Problem description:
Please repeat exactly the line containing "pub async fn create_topology_tables(pool: &SqlitePool)" and each line after it in the records below, through the last.

[Stored data entries]
* * * * *
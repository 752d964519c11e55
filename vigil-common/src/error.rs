//! Common error types for Vigil

use thiserror::Error;

/// Common result type for Vigil operations
pub type Result<T> = std::result::Result<T, Error>;

/// Common error types across Vigil services
#[derive(Error, Debug)]
pub enum Error {
    /// Database operation error (wraps sqlx::Error)
    #[error("Database error: {0}")]
    Database(#[from] sqlx::Error),

    /// I/O operation error (wraps std::io::Error)
    #[error("IO error: {0}")]
    Io(#[from] std::io::Error),

    /// Configuration loading or validation error
    #[error("Configuration error: {0}")]
    Config(String),

    /// Requested resource not found
    #[error("Not found: {0}")]
    NotFound(String),

    /// Invalid user input or request parameter
    #[error("Invalid input: {0}")]
    InvalidInput(String),

    /// Payload (de)serialization error
    #[error("Serialization error: {0}")]
    Serialization(#[from] serde_json::Error),

    /// Internal server error
    #[error("Internal error: {0}")]
    Internal(String),
}

impl Error {
    /// True for SQLite "database is locked" / busy errors, which are worth retrying
    pub fn is_lock_contention(&self) -> bool {
        match self {
            Error::Database(db_err) => {
                let msg = db_err.to_string();
                msg.contains("database is locked") || msg.contains("database is busy")
            }
            _ => false,
        }
    }
}
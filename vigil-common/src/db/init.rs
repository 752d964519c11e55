//! Database initialization
//!
//! Creates the database on first run and brings the schema up idempotently
//! (`CREATE TABLE IF NOT EXISTS`), so it is safe to call on every startup.

use crate::Result;
use sqlx::sqlite::{SqliteConnectOptions, SqliteJournalMode, SqlitePoolOptions};
use sqlx::SqlitePool;
use std::path::Path;
use std::str::FromStr;
use std::time::Duration;
use tracing::info;

/// Busy timeout applied to every pooled connection
const BUSY_TIMEOUT: Duration = Duration::from_millis(5000);

/// Initialize database connection and create tables if needed
pub async fn init_database(db_path: &Path) -> Result<SqlitePool> {
    let newly_created = !db_path.exists();

    // Create parent directory if it doesn't exist
    if let Some(parent) = db_path.parent() {
        if !parent.as_os_str().is_empty() {
            std::fs::create_dir_all(parent)?;
        }
    }

    // WAL allows concurrent readers with one writer: camera pipelines read while the
    // dispatcher and notifier write.
    let options = SqliteConnectOptions::new()
        .filename(db_path)
        .create_if_missing(true)
        .foreign_keys(true)
        .journal_mode(SqliteJournalMode::Wal)
        .busy_timeout(BUSY_TIMEOUT);

    let pool = SqlitePoolOptions::new()
        .max_connections(10)
        .min_connections(1)
        .connect_with(options)
        .await?;

    if newly_created {
        info!("Initialized new database: {}", db_path.display());
    } else {
        info!("Opened existing database: {}", db_path.display());
    }

    create_schema(&pool).await?;

    Ok(pool)
}

/// In-memory database with the full schema (tests, dry runs)
///
/// Limited to a single connection: every connection to `:memory:` is its own database.
pub async fn init_memory_database() -> Result<SqlitePool> {
    let options = SqliteConnectOptions::from_str("sqlite::memory:")?.foreign_keys(true);

    let pool = SqlitePoolOptions::new()
        .max_connections(1)
        .min_connections(1)
        .idle_timeout(None)
        .max_lifetime(None)
        .connect_with(options)
        .await?;

    create_schema(&pool).await?;

    Ok(pool)
}

/// Create every table used by the re-identification service
pub async fn create_schema(pool: &SqlitePool) -> Result<()> {
    create_outbox_table(pool).await?;
    create_sightings_table(pool).await?;
    create_reid_events_table(pool).await?;
    create_face_profiles_table(pool).await?;
    create_topology_tables(pool).await?;
    Ok(())
}

/// Transactional outbox
///
/// `status = 'failed'` always carries at least one attempt; the CHECK keeps it so.
pub async fn create_outbox_table(pool: &SqlitePool) -> Result<()> {
    sqlx::query(
        r#"
        CREATE TABLE IF NOT EXISTS outbox_messages (
            id INTEGER PRIMARY KEY AUTOINCREMENT,
            aggregate_type TEXT NOT NULL,
            aggregate_id TEXT NOT NULL,
            topic TEXT NOT NULL,
            event TEXT NOT NULL,
            scope TEXT NOT NULL,
            scope_key TEXT,
            idempotency_key TEXT UNIQUE,
            payload TEXT NOT NULL,
            occurred_at TEXT NOT NULL,
            status TEXT NOT NULL DEFAULT 'pending'
                CHECK (status IN ('pending', 'processed', 'failed', 'dead')),
            attempts INTEGER NOT NULL DEFAULT 0,
            last_error TEXT,
            processed_at TEXT,
            updated_at TEXT,
            CHECK (status <> 'failed' OR attempts >= 1)
        )
        "#,
    )
    .execute(pool)
    .await?;

    sqlx::query(
        "CREATE INDEX IF NOT EXISTS idx_outbox_status_occurred ON outbox_messages (status, occurred_at, id)",
    )
    .execute(pool)
    .await?;

    Ok(())
}

/// Sighting log (domain fact behind `camera/tracking` events)
pub async fn create_sightings_table(pool: &SqlitePool) -> Result<()> {
    sqlx::query(
        r#"
        CREATE TABLE IF NOT EXISTS sightings (
            id INTEGER PRIMARY KEY AUTOINCREMENT,
            person_id TEXT NOT NULL,
            profile_id INTEGER NOT NULL,
            camera_id TEXT,
            zone_id TEXT,
            similarity REAL NOT NULL,
            seen_at TEXT NOT NULL,
            recorded_at TEXT NOT NULL
        )
        "#,
    )
    .execute(pool)
    .await?;

    sqlx::query("CREATE INDEX IF NOT EXISTS idx_sightings_person ON sightings (person_id, seen_at)")
        .execute(pool)
        .await?;

    Ok(())
}

/// Re-identification log (domain fact behind `camera/cross_camera_reid` events)
pub async fn create_reid_events_table(pool: &SqlitePool) -> Result<()> {
    sqlx::query(
        r#"
        CREATE TABLE IF NOT EXISTS reid_events (
            id INTEGER PRIMARY KEY AUTOINCREMENT,
            person_id TEXT NOT NULL,
            profile_id INTEGER NOT NULL,
            from_camera TEXT NOT NULL,
            to_camera TEXT NOT NULL,
            zone_id TEXT,
            travel_seconds REAL NOT NULL,
            similarity REAL NOT NULL,
            detected_at TEXT NOT NULL
        )
        "#,
    )
    .execute(pool)
    .await?;

    Ok(())
}

/// Enrolled face embeddings (little-endian f32 blobs)
pub async fn create_face_profiles_table(pool: &SqlitePool) -> Result<()> {
    sqlx::query(
        r#"
        CREATE TABLE IF NOT EXISTS face_profiles (
            profile_id INTEGER PRIMARY KEY AUTOINCREMENT,
            identity_id TEXT NOT NULL,
            embedding BLOB NOT NULL,
            dimensions INTEGER NOT NULL,
            created_at TEXT NOT NULL,
            updated_at TEXT NOT NULL
        )
        "#,
    )
    .execute(pool)
    .await?;

    sqlx::query("CREATE INDEX IF NOT EXISTS idx_face_profiles_identity ON face_profiles (identity_id)")
        .execute(pool)
        .await?;

    Ok(())
}

/// Camera topology: zone membership, directed edges, and topology-wide settings
pub async fn create_topology_tables(pool: &SqlitePool) -> Result<()> {
    sqlx::query(
        r#"
        CREATE TABLE IF NOT EXISTS camera_zones (
            camera_id TEXT PRIMARY KEY,
            zone_id TEXT NOT NULL
        )
        "#,
    )
    .execute(pool)
    .await?;

    sqlx::query(
        r#"
        CREATE TABLE IF NOT EXISTS camera_edges (
            from_camera TEXT NOT NULL,
            to_camera TEXT NOT NULL,
            travel_seconds REAL,
            PRIMARY KEY (from_camera, to_camera)
        )
        "#,
    )
    .execute(pool)
    .await?;

    sqlx::query(
        r#"
        CREATE TABLE IF NOT EXISTS topology_settings (
            key TEXT PRIMARY KEY,
            value TEXT NOT NULL
        )
        "#,
    )
    .execute(pool)
    .await?;

    Ok(())
}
* * * * *
Solution for this task:
pub async fn create_topology_tables(pool: &SqlitePool) -> Result<()> {
    sqlx::query(
        r#"
        CREATE TABLE IF NOT EXISTS camera_zones (
            camera_id TEXT PRIMARY KEY,
            zone_id TEXT NOT NULL
        )
        "#,
    )
    .execute(pool)
    .await?;

    sqlx::query(
        r#"
        CREATE TABLE IF NOT EXISTS camera_edges (
            from_camera TEXT NOT NULL,
            to_camera TEXT NOT NULL,
            travel_seconds REAL,
            PRIMARY KEY (from_camera, to_camera)
        )
        "#,
    )
    .execute(pool)
    .await?;

    sqlx::query(
        r#"
        CREATE TABLE IF NOT EXISTS topology_settings (
            key TEXT PRIMARY KEY,
            value TEXT NOT NULL
        )
        "#,
    )
    .execute(pool)
    .await?;

    Ok(())
}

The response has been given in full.